He quietly masturbates to the picture of his girlfriend taped to the underside of the top bunk, recalling the sweet perfume of her skin from the last time they made love. On the night before his deployment, after they both came, she shed tears of ecstasy and anguish, curling up in his arms and begging him not to go.
“Don’t throw your life away for a country that hates you!” she said. And yet, here he is, millions of miles from home, and he is just as hated now as he was back then.
His hand is dry and chafes him with each stroke, but he keeps going, pushing himself through the pain like he was taught to in boot camp. He climaxes silently, turning onto his side and wiping himself off on the white shirt he wore yesterday. He is rendered numb by the mixture of endorphins and norepinephrine coursing through his veins. It is a fleeting high, but it is enough to ease him into sleep just for tonight.
As his eyelids begin to droop, he glimpses the calendar hanging on the wall across from his bunk. It is March 20. Today is his birthday. And it is fucking springtime.

This is Billy on foot.
One day, Billy finds himself chased by a group of angry men wearing matching “God Bless America” t-shirts. Feet slap the concrete like hits on a snare drum.

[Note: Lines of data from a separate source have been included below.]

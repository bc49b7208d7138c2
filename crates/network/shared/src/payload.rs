//! Dynamically typed unit arguments and results.
//!
//! Units accept and return arbitrary values. On the wire such a value is kept
//! as JSON text inside the (binary) envelope, so the envelope schema stays fixed
//! while each unit decides how to interpret its own argument.

use std::fmt;

use serde::{Deserialize, Serialize, de::DeserializeOwned};
use thiserror::Error;

#[derive(Clone, PartialEq, Eq, Serialize, Deserialize)]
pub struct Payload(Vec<u8>);

#[derive(Debug, Error)]
pub enum PayloadError {
    #[error("payload encode failed: {0}")]
    Encode(#[source] serde_json::Error),
    #[error("payload does not hold the requested type: {0}")]
    Decode(#[source] serde_json::Error),
}

impl Payload {
    /// The JSON `null` value; used for "no argument" and receiver results.
    pub fn null() -> Self {
        Self(b"null".to_vec())
    }

    pub fn encode<T: Serialize + ?Sized>(value: &T) -> Result<Self, PayloadError> {
        serde_json::to_vec(value)
            .map(Self)
            .map_err(PayloadError::Encode)
    }

    pub fn decode<T: DeserializeOwned>(&self) -> Result<T, PayloadError> {
        serde_json::from_slice(&self.0).map_err(PayloadError::Decode)
    }

    /// Wraps raw JSON text without validating it.
    pub fn from_json_bytes(bytes: Vec<u8>) -> Self {
        Self(bytes)
    }

    pub fn as_bytes(&self) -> &[u8] {
        &self.0
    }

    pub fn is_null(&self) -> bool {
        self.0.is_empty() || self.0.trim_ascii() == b"null"
    }
}

impl Default for Payload {
    fn default() -> Self {
        Self::null()
    }
}

impl From<&str> for Payload {
    fn from(value: &str) -> Self {
        // A JSON string cannot fail to encode.
        Self(serde_json::Value::from(value).to_string().into_bytes())
    }
}

impl From<String> for Payload {
    fn from(value: String) -> Self {
        Self::from(value.as_str())
    }
}

impl From<serde_json::Value> for Payload {
    fn from(value: serde_json::Value) -> Self {
        Self(value.to_string().into_bytes())
    }
}

impl fmt::Display for Payload {
    fn fmt(&self, f: &mut fmt::Formatter<'_>) -> fmt::Result {
        match std::str::from_utf8(&self.0) {
            Ok(text) => f.write_str(text),
            Err(_) => write!(f, "<{} bytes>", self.0.len()),
        }
    }
}

impl fmt::Debug for Payload {
    fn fmt(&self, f: &mut fmt::Formatter<'_>) -> fmt::Result {
        write!(f, "Payload({self})")
    }
}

The guttural boom of Billy’s beating heart pounds rhythmically with each step he takes. Crazed yelling echoes through the air like hunting horns heralding the bloodhounds’ approach. Even as he ran for his life, Billy couldn’t help but feel like he was an action movie star, and some fucked-up composer was secretly scoring the entire chase sequence.

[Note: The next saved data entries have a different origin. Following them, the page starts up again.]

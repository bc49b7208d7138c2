//! Symmetric signing secret, persisted once per host.

use std::fmt;
use std::fs;
use std::io::Write;
use std::path::Path;

use ring::rand::{SecureRandom, SystemRandom};
use tracing::info;

use crate::error::SecretError;

/// 256 bit minimum.
pub const SECRET_LEN: usize = 32;

#[derive(Clone)]
pub struct SecretKey(Vec<u8>);

impl SecretKey {
    pub fn generate() -> Result<Self, SecretError> {
        let mut bytes = vec![0u8; SECRET_LEN];
        SystemRandom::new()
            .fill(&mut bytes)
            .map_err(|_| SecretError::Random)?;
        Ok(Self(bytes))
    }

    /// Reads the key at `path`, or generates and writes a new one if the file
    /// does not exist yet.
    pub fn load_or_generate(path: &Path) -> Result<Self, SecretError> {
        let io_err = |source| SecretError::Io {
            path: path.to_path_buf(),
            source,
        };

        if path.exists() {
            let bytes = fs::read(path).map_err(io_err)?;
            if bytes.len() < SECRET_LEN {
                return Err(SecretError::TooShort {
                    path: path.to_path_buf(),
                    len: bytes.len(),
                    min: SECRET_LEN,
                });
            }
            return Ok(Self(bytes));
        }

        let key = Self::generate()?;
        if let Some(parent) = path.parent().filter(|p| !p.as_os_str().is_empty()) {
            fs::create_dir_all(parent).map_err(io_err)?;
        }
        write_private(path, &key.0).map_err(io_err)?;
        info!(target: "auth::secret", "generated new secret key at '{}'", path.display());
        Ok(key)
    }

    pub fn as_bytes(&self) -> &[u8] {
        &self.0
    }
}

impl fmt::Debug for SecretKey {
    fn fmt(&self, f: &mut fmt::Formatter<'_>) -> fmt::Result {
        write!(f, "SecretKey(<{} bytes>)", self.0.len())
    }
}

/// Creates `path` owner-only (0600 on unix) before any key byte is written.
/// Fails if the file appeared in the meantime.
fn write_private(path: &Path, bytes: &[u8]) -> std::io::Result<()> {
    let mut options = fs::OpenOptions::new();
    options.write(true).create_new(true);
    #[cfg(unix)]
    {
        use std::os::unix::fs::OpenOptionsExt;
        options.mode(0o600);
    }
    let mut file = options.open(path)?;
    file.write_all(bytes)?;
    file.sync_all()
}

He rounds a corner and dashes into the nearest building, pressing himself against the wall and out of sight. He waits for the yells and trampling advances of his assailants to pass before he dares to peek out the glass display windows. A sudden “Can I help you?” piping up behind him causes him to yelp and turn around.
A bulky, clean-faced man dressed in brown fatigues sits behind a wooden desk, his face slightly flushed from the warmth radiating from outside. His head is neatly shaven into a buzz cut, and as he stands up from his seat, he reveals a tall and muscular build framed by large arms and thick legs sheathed in heavy leather boots. A brass-plated name-tag reads, “Hartman.” His eyes survey Billy curiously. “Are you okay?” he asks.
Billy looks around. Posters of a ferocious-looking Uncle Sam and soldiers in mid-salute line the walls. Large signs reading “There is strong. And then there is ARMY strong!” hang from the ceiling. There is an American flag perched in the corner by the door. He blinks in confusion.
“Where am I?” Billy asks.
“The recruiting office,” Hartman replies.
A pause. A breath. “…sorry for barging in.”
“It’s no problem, son. Those guys giving you trouble?”
“We had a…disagreement.”
“’Bout what?”
“Well, they wanted me to leave the country. I didn’t.”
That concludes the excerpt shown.